**Instructions for the task:** Below are some records; quote exactly the lines from the one that contains "self.disabled = true;" through the one that contains "A bare attribute", inclusive, and no others.

**Records for this exercise:**
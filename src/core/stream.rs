//! Per-frame vertex stream
//!
//! Interleaved point-sprite vertices plus a trivial index stream, rebuilt
//! from the current flow windows every frame. The backing vectors are kept
//! between frames so steady-state rendering does not allocate.

use bytemuck::{Pod, Zeroable};
use glam::DVec3;

use super::style::LineStyle;

/// Floats per vertex: position (3), color + alpha (4), width (1)
pub const FLOATS_PER_VERTEX: usize = 8;
/// Byte stride of [`FlowVertex`]
pub const VERTEX_STRIDE: usize = FLOATS_PER_VERTEX * std::mem::size_of::<f32>();
/// Byte offset of the color attribute
pub const COLOR_OFFSET: usize = 3 * std::mem::size_of::<f32>();
/// Byte offset of the width attribute
pub const WIDTH_OFFSET: usize = 7 * std::mem::size_of::<f32>();

/// GPU vertex (32 bytes)
#[repr(C)]
#[derive(Clone, Copy, Debug, Default, PartialEq, Pod, Zeroable)]
pub struct FlowVertex {
    /// Local render-space position
    pub position: [f32; 3],
    /// RGB normalized to 0..1, alpha from the fade
    pub color: [f32; 4],
    /// Point size in pixels
    pub width: f32,
}

/// Cubic ease-in fade: `((j + 1) / m)^3`, 1.0 at the head of the flow.
pub fn fade_alpha(j: usize, m: usize) -> f32 {
    if m == 0 {
        return 0.0;
    }
    let t = (j + 1) as f64 / m as f64;
    (t * t * t) as f32
}

/// Reusable vertex + index arena.
#[derive(Clone, Debug, Default)]
pub struct VertexStream {
    vertices: Vec<FlowVertex>,
    indices: Vec<u32>,
}

impl VertexStream {
    pub fn new() -> Self {
        Self::default()
    }

    /// Drop the previous frame's contents, keeping capacity.
    pub fn clear(&mut self) {
        self.vertices.clear();
        self.indices.clear();
    }

    /// Append one line's window, ordered tail to head.
    pub fn push_window<'a, I>(&mut self, points: I, style: &LineStyle)
    where
        I: ExactSizeIterator<Item = &'a DVec3>,
    {
        let m = points.len();
        let [r, g, b] = style.rgb_normalized();
        let base = self.vertices.len() as u32;

        self.vertices.reserve(m);
        self.indices.reserve(m);
        for (j, p) in points.enumerate() {
            self.vertices.push(FlowVertex {
                position: p.as_vec3().to_array(),
                color: [r, g, b, fade_alpha(j, m)],
                width: style.width,
            });
            self.indices.push(base + j as u32);
        }
    }

    pub fn vertices(&self) -> &[FlowVertex] {
        &self.vertices
    }

    pub fn indices(&self) -> &[u32] {
        &self.indices
    }

    /// Number of vertices (and indices) in the stream
    pub fn len(&self) -> usize {
        self.vertices.len()
    }

    pub fn is_empty(&self) -> bool {
        self.vertices.is_empty()
    }

    /// Vertex data as uploaded to the array buffer
    pub fn vertex_bytes(&self) -> &[u8] {
        bytemuck::cast_slice(&self.vertices)
    }

    /// Index data as uploaded to the element buffer
    pub fn index_bytes(&self) -> &[u8] {
        bytemuck::cast_slice(&self.indices)
    }

    /// Flat `f32` view of the interleaved attributes
    pub fn as_floats(&self) -> &[f32] {
        bytemuck::cast_slice(&self.vertices)
    }

    pub fn capacity(&self) -> usize {
        self.vertices.capacity()
    }
}
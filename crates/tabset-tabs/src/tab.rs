//! Tab records
//!
//! A `Tab` is the normalized form of one declared pane. The navigation list
//! draws its header from it, the panel list draws `content`.

use serde::{Deserialize, Serialize};
use serde_json::Value;
use std::collections::{BTreeMap, HashSet};

use crate::node::{flatten_children, Element, Key, VNode, DEFAULT_SLOT};

const TAB_ATTR: &str = "tab";
const TAB_SLOT: &str = "tab";
const CLOSE_ICON_SLOT: &str = "closeIcon";

/// Attributes lifted into typed fields; everything else lands in `Tab::extra`.
const KNOWN_ATTRS: &[&str] = &[
    "tab",
    "disabled",
    "closable",
    "forceRender",
    "active",
    "destroyInactiveTabPane",
    "animated",
];

/// Header content of a tab
#[derive(Debug, Clone, PartialEq, Serialize, Deserialize)]
#[serde(rename_all = "lowercase")]
pub enum Label {
    Text(String),
    Nodes(Vec<VNode>),
}

impl Label {
    pub fn text(&self) -> String {
        match self {
            Label::Text(text) => text.clone(),
            Label::Nodes(nodes) => nodes.iter().map(VNode::text_content).collect(),
        }
    }
}

#[derive(Debug, Clone, PartialEq, Serialize, Deserialize)]
pub struct Tab {
    /// Unique identifier
    pub key: Key,
    /// Header content
    pub label: Option<Label>,
    /// Header is not clickable
    pub disabled: bool,
    /// `None` means closable whenever the widget is editable
    pub closable: Option<bool>,
    /// Render the pane even before it is first shown
    pub force_render: bool,
    /// Declared as active by the pane itself
    pub active: bool,
    /// Drop the pane content once it becomes inactive
    pub destroy_inactive_content: bool,
    /// Per-pane animation flag
    pub animated: bool,
    /// Custom close icon
    pub close_icon: Option<Vec<VNode>>,
    /// Pane body
    pub content: Vec<VNode>,
    /// Remaining attributes, camelCased
    pub extra: BTreeMap<String, Value>,
    /// The declaration this record came from
    pub node: Element,
}

impl Tab {
    pub fn new(key: impl Into<Key>) -> Self {
        let key = key.into();
        Self {
            node: Element::tab_pane(key.clone()),
            key,
            label: None,
            disabled: false,
            closable: None,
            force_render: false,
            active: false,
            destroy_inactive_content: false,
            animated: false,
            close_icon: None,
            content: Vec::new(),
            extra: BTreeMap::new(),
        }
    }

    /// Build a record from a declared element. `index` is the position in the
    /// normalized list and stands in for a missing key.
    pub fn from_element(element: &Element, index: usize) -> Self {
        let attrs = element.camelized_attrs();

        let key = match &element.key {
            Some(key) => key.clone(),
            None => {
                tracing::debug!(index, "Tab declared without a key, using its position");
                Key::from(index)
            }
        };

        let label = match attrs.get(TAB_ATTR) {
            Some(value) if !value.is_null() => Some(Label::Text(value_text(value))),
            _ => element
                .get_slot(TAB_SLOT)
                .map(|nodes| Label::Nodes(flatten_children(nodes))),
        };

        let extra = attrs
            .iter()
            .filter(|(name, _)| !KNOWN_ATTRS.contains(&name.as_str()))
            .map(|(name, value)| (name.clone(), value.clone()))
            .collect();

        Self {
            key,
            label,
            disabled: flag(&attrs, "disabled"),
            closable: attrs.get("closable").map(attr_flag),
            force_render: flag(&attrs, "forceRender"),
            active: flag(&attrs, "active"),
            destroy_inactive_content: flag(&attrs, "destroyInactiveTabPane"),
            animated: flag(&attrs, "animated"),
            close_icon: element.get_slot(CLOSE_ICON_SLOT).cloned(),
            content: element
                .get_slot(DEFAULT_SLOT)
                .map(|nodes| flatten_children(nodes))
                .unwrap_or_default(),
            extra,
            node: element.clone(),
        }
    }

    pub fn with_label(mut self, label: impl Into<String>) -> Self {
        self.label = Some(Label::Text(label.into()));
        self
    }

    pub fn disabled(mut self) -> Self {
        self.disabled = true;
        self
    }

    pub fn closable(mut self, closable: bool) -> Self {
        self.closable = Some(closable);
        self
    }

    /// Whether an editable widget shows a remove button for this tab
    pub fn is_removable(&self, editable: bool) -> bool {
        editable && self.closable != Some(false) && !self.disabled
    }

    /// Get display label (with fallback to the key)
    pub fn display_label(&self) -> String {
        match &self.label {
            Some(label) => label.text(),
            None => self.key.to_string(),
        }
    }
}

/// Normalize declared children into tab records, in declaration order.
pub fn parse_tab_list(children: &[VNode]) -> Vec<Tab> {
    let tabs: Vec<Tab> = flatten_children(children)
        .iter()
        .filter_map(|node| match node {
            VNode::Element(element) => Some(element),
            _ => None,
        })
        .enumerate()
        .map(|(index, element)| Tab::from_element(element, index))
        .collect();

    let mut seen = HashSet::with_capacity(tabs.len());
    for tab in &tabs {
        if !seen.insert(&tab.key) {
            tracing::warn!(tab_key = %tab.key, "Duplicate tab key");
        }
    }

    tracing::trace!(count = tabs.len(), "Parsed tab list");

    tabs
}

fn flag(attrs: &BTreeMap<String, Value>, name: &str) -> bool {
    attrs.get(name).map(attr_flag).unwrap_or(false)
}

/// A bare attribute arrives as an empty string and means `true`;
/// anything else follows JavaScript truthiness.
pub fn attr_flag(value: &Value) -> bool {
    match value {
        Value::String(s) if s.is_empty() => true,
        other => is_truthy(other),
    }
}

fn is_truthy(value: &Value) -> bool {
    match value {
        Value::Null => false,
        Value::Bool(b) => *b,
        Value::Number(n) => n.as_f64().map(|f| f != 0.0 && !f.is_nan()).unwrap_or(true),
        Value::String(s) => !s.is_empty(),
        Value::Array(_) | Value::Object(_) => true,
    }
}

fn value_text(value: &Value) -> String {
    match value {
        Value::String(s) => s.clone(),
        other => other.to_string(),
    }
}

#[cfg(test)]
mod tests {
    use super::*;
    use serde_json::json;

    fn pane(key: &str, label: &str) -> VNode {
        Element::tab_pane(key)
            .attr("tab", label)
            .child(VNode::text(format!("Content of {}", label)))
            .into()
    }

    #[test]
    fn test_parse_keeps_declaration_order() {
        let tabs = parse_tab_list(&[pane("1", "One"), pane("2", "Two"), pane("3", "Three")]);

        let keys: Vec<&str> = tabs.iter().map(|t| t.key.as_str()).collect();
        assert_eq!(keys, vec!["1", "2", "3"]);
        assert_eq!(tabs[1].display_label(), "Two");
        assert_eq!(tabs[1].content, vec![VNode::text("Content of Two")]);
    }

    #[test]
    fn test_parse_filters_non_elements() {
        let children = vec![
            VNode::Comment("placeholder".to_string()),
            pane("a", "A"),
            VNode::text("stray"),
            VNode::Fragment(vec![pane("b", "B"), VNode::text("\n  ")]),
        ];

        let tabs = parse_tab_list(&children);
        assert_eq!(tabs.len(), 2);
        assert_eq!(tabs[0].key, Key::from("a"));
        assert_eq!(tabs[1].key, Key::from("b"));
    }

    #[test]
    fn test_empty_string_flags_are_true() {
        let element = Element::tab_pane("x")
            .flag("disabled")
            .flag("closable")
            .flag("force-render")
            .flag("active")
            .flag("destroy-inactive-tab-pane");

        let tab = Tab::from_element(&element, 0);
        assert!(tab.disabled);
        assert_eq!(tab.closable, Some(true));
        assert!(tab.force_render);
        assert!(tab.active);
        assert!(tab.destroy_inactive_content);
    }

    #[test]
    fn test_flag_truthiness() {
        assert!(attr_flag(&json!("")));
        assert!(attr_flag(&json!(true)));
        assert!(attr_flag(&json!("false")));
        assert!(attr_flag(&json!(1)));
        assert!(!attr_flag(&json!(false)));
        assert!(!attr_flag(&json!(0)));
        assert!(!attr_flag(&json!(null)));
    }

    #[test]
    fn test_closable_is_tri_state() {
        let unset = Tab::from_element(&Element::tab_pane("a"), 0);
        assert_eq!(unset.closable, None);
        assert!(unset.is_removable(true));
        assert!(!unset.is_removable(false));

        let off = Tab::from_element(&Element::tab_pane("b").attr("closable", false), 1);
        assert_eq!(off.closable, Some(false));
        assert!(!off.is_removable(true));

        let disabled = Tab::from_element(&Element::tab_pane("c").flag("disabled"), 2);
        assert!(!disabled.is_removable(true));
    }

    #[test]
    fn test_label_attr_wins_over_slot() {
        let element = Element::tab_pane("a")
            .attr("tab", "From attr")
            .slot("tab", vec![VNode::text("From slot")]);
        assert_eq!(Tab::from_element(&element, 0).display_label(), "From attr");

        let element = Element::tab_pane("b").slot("tab", vec![VNode::text("From slot")]);
        let tab = Tab::from_element(&element, 0);
        assert_eq!(tab.label, Some(Label::Nodes(vec![VNode::text("From slot")])));
        assert_eq!(tab.display_label(), "From slot");
    }

    #[test]
    fn test_missing_key_uses_position() {
        let children = vec![
            VNode::from(Element::new("tab-pane").attr("tab", "First")),
            VNode::from(Element::new("tab-pane").attr("tab", "Second")),
        ];

        let tabs = parse_tab_list(&children);
        assert_eq!(tabs[0].key, Key::from("0"));
        assert_eq!(tabs[1].key, Key::from("1"));
        assert_eq!(tabs[1].display_label(), "Second");
    }

    #[test]
    fn test_unknown_attrs_pass_through() {
        let element = Element::tab_pane("a")
            .attr("data-testid", "pane-a")
            .attr("tab", "A");
        let tab = Tab::from_element(&element, 0);

        assert_eq!(tab.extra.get("dataTestid"), Some(&json!("pane-a")));
        assert!(!tab.extra.contains_key("tab"));
    }

    #[test]
    fn test_duplicate_keys_are_kept() {
        let tabs = parse_tab_list(&[pane("a", "A"), pane("a", "Again")]);
        assert_eq!(tabs.len(), 2);
    }
}
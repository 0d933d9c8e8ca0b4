//! Tab error types

use thiserror::Error;

#[derive(Error, Debug)]
pub enum TabError {
    #[error("Tab not found: {0}")]
    NotFound(String),

    #[error("Tab cannot be removed: {0}")]
    NotRemovable(String),

    #[error("Invalid tab key: {0}")]
    InvalidKey(String),
}
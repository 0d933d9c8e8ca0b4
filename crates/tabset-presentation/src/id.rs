//! Accessibility ids
//!
//! Each widget instance needs a document-unique id so headers can point at
//! their panes (`aria-controls`). Ids come from one process-wide counter.

use std::sync::atomic::{AtomicU64, Ordering};

static ID_SEED: AtomicU64 = AtomicU64::new(0);

/// Next value of the process-wide counter
pub fn next_id_seed() -> u64 {
    ID_SEED.fetch_add(1, Ordering::Relaxed)
}

#[derive(Debug, Clone, PartialEq, Eq, Hash)]
pub struct AccessibilityId(String);

impl AccessibilityId {
    /// Use `explicit` when given, otherwise generate `{prefix}-{n}`.
    /// Only a generated id consumes a counter value.
    pub fn resolve(explicit: Option<&str>, prefix: &str) -> Self {
        match explicit {
            Some(id) if !id.is_empty() => Self(id.to_string()),
            _ => Self(format!("{}-{}", prefix, next_id_seed())),
        }
    }

    pub fn as_str(&self) -> &str {
        &self.0
    }

    /// Id of the header for `key`
    pub fn tab_id(&self, key: &str) -> String {
        format!("{}-tab-{}", self.0, key)
    }

    /// Id of the pane for `key`
    pub fn panel_id(&self, key: &str) -> String {
        format!("{}-panel-{}", self.0, key)
    }
}

impl std::fmt::Display for AccessibilityId {
    fn fmt(&self, f: &mut std::fmt::Formatter<'_>) -> std::fmt::Result {
        write!(f, "{}", self.0)
    }
}
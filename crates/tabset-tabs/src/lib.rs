//! Tabset Tab Records
//!
//! Turns declared child nodes into an ordered list of tab records and keeps
//! the active key valid as that list changes.

mod error;
mod node;
mod state;
mod tab;

pub use error::TabError;
pub use node::{camelize, flatten_children, Element, Key, VNode, DEFAULT_SLOT, TAB_PANE_TAG};
pub use state::SelectionState;
pub use tab::{attr_flag, parse_tab_list, Label, Tab};

pub type Result<T> = std::result::Result<T, TabError>;
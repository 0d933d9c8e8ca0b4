//! Mobile detection
//!
//! Detecting the device belongs to the host. The widget only asks one question.

/// Default width below which a viewport counts as mobile, in CSS pixels
pub const DEFAULT_MOBILE_BREAKPOINT: u32 = 576;

pub trait DeviceProbe {
    fn is_mobile(&self) -> bool;
}

/// Host already knows the answer
#[derive(Debug, Clone, Copy, Default, PartialEq, Eq)]
pub struct FixedDevice(pub bool);

impl DeviceProbe for FixedDevice {
    fn is_mobile(&self) -> bool {
        self.0
    }
}

/// Viewport width compared against a breakpoint
#[derive(Debug, Clone, Copy, PartialEq, Eq)]
pub struct ViewportProbe {
    pub width: u32,
    pub breakpoint: u32,
}

impl ViewportProbe {
    pub fn new(width: u32) -> Self {
        Self {
            width,
            breakpoint: DEFAULT_MOBILE_BREAKPOINT,
        }
    }

    pub fn with_breakpoint(mut self, breakpoint: u32) -> Self {
        self.breakpoint = breakpoint;
        self
    }
}

impl DeviceProbe for ViewportProbe {
    fn is_mobile(&self) -> bool {
        self.width < self.breakpoint
    }
}

#[cfg(test)]
mod tests {
    use super::*;

    #[test]
    fn test_viewport_breakpoint() {
        assert!(ViewportProbe::new(375).is_mobile());
        assert!(!ViewportProbe::new(576).is_mobile());
        assert!(!ViewportProbe::new(1280).is_mobile());
        assert!(ViewportProbe::new(800).with_breakpoint(1024).is_mobile());
    }

    #[test]
    fn test_fixed_device() {
        assert!(FixedDevice(true).is_mobile());
        assert!(!FixedDevice::default().is_mobile());
    }
}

**Exercise output:**
        self.disabled = true;
        self
    }

    pub fn closable(mut self, closable: bool) -> Self {
        self.closable = Some(closable);
        self
    }

    /// Whether an editable widget shows a remove button for this tab
    pub fn is_removable(&self, editable: bool) -> bool {
        editable && self.closable != Some(false) && !self.disabled
    }

    /// Get display label (with fallback to the key)
    pub fn display_label(&self) -> String {
        match &self.label {
            Some(label) => label.text(),
            None => self.key.to_string(),
        }
    }
}

/// Normalize declared children into tab records, in declaration order.
pub fn parse_tab_list(children: &[VNode]) -> Vec<Tab> {
    let tabs: Vec<Tab> = flatten_children(children)
        .iter()
        .filter_map(|node| match node {
            VNode::Element(element) => Some(element),
            _ => None,
        })
        .enumerate()
        .map(|(index, element)| Tab::from_element(element, index))
        .collect();

    let mut seen = HashSet::with_capacity(tabs.len());
    for tab in &tabs {
        if !seen.insert(&tab.key) {
            tracing::warn!(tab_key = %tab.key, "Duplicate tab key");
        }
    }

    tracing::trace!(count = tabs.len(), "Parsed tab list");

    tabs
}

fn flag(attrs: &BTreeMap<String, Value>, name: &str) -> bool {
    attrs.get(name).map(attr_flag).unwrap_or(false)
}

/// A bare attribute arrives as an empty string and means `true`;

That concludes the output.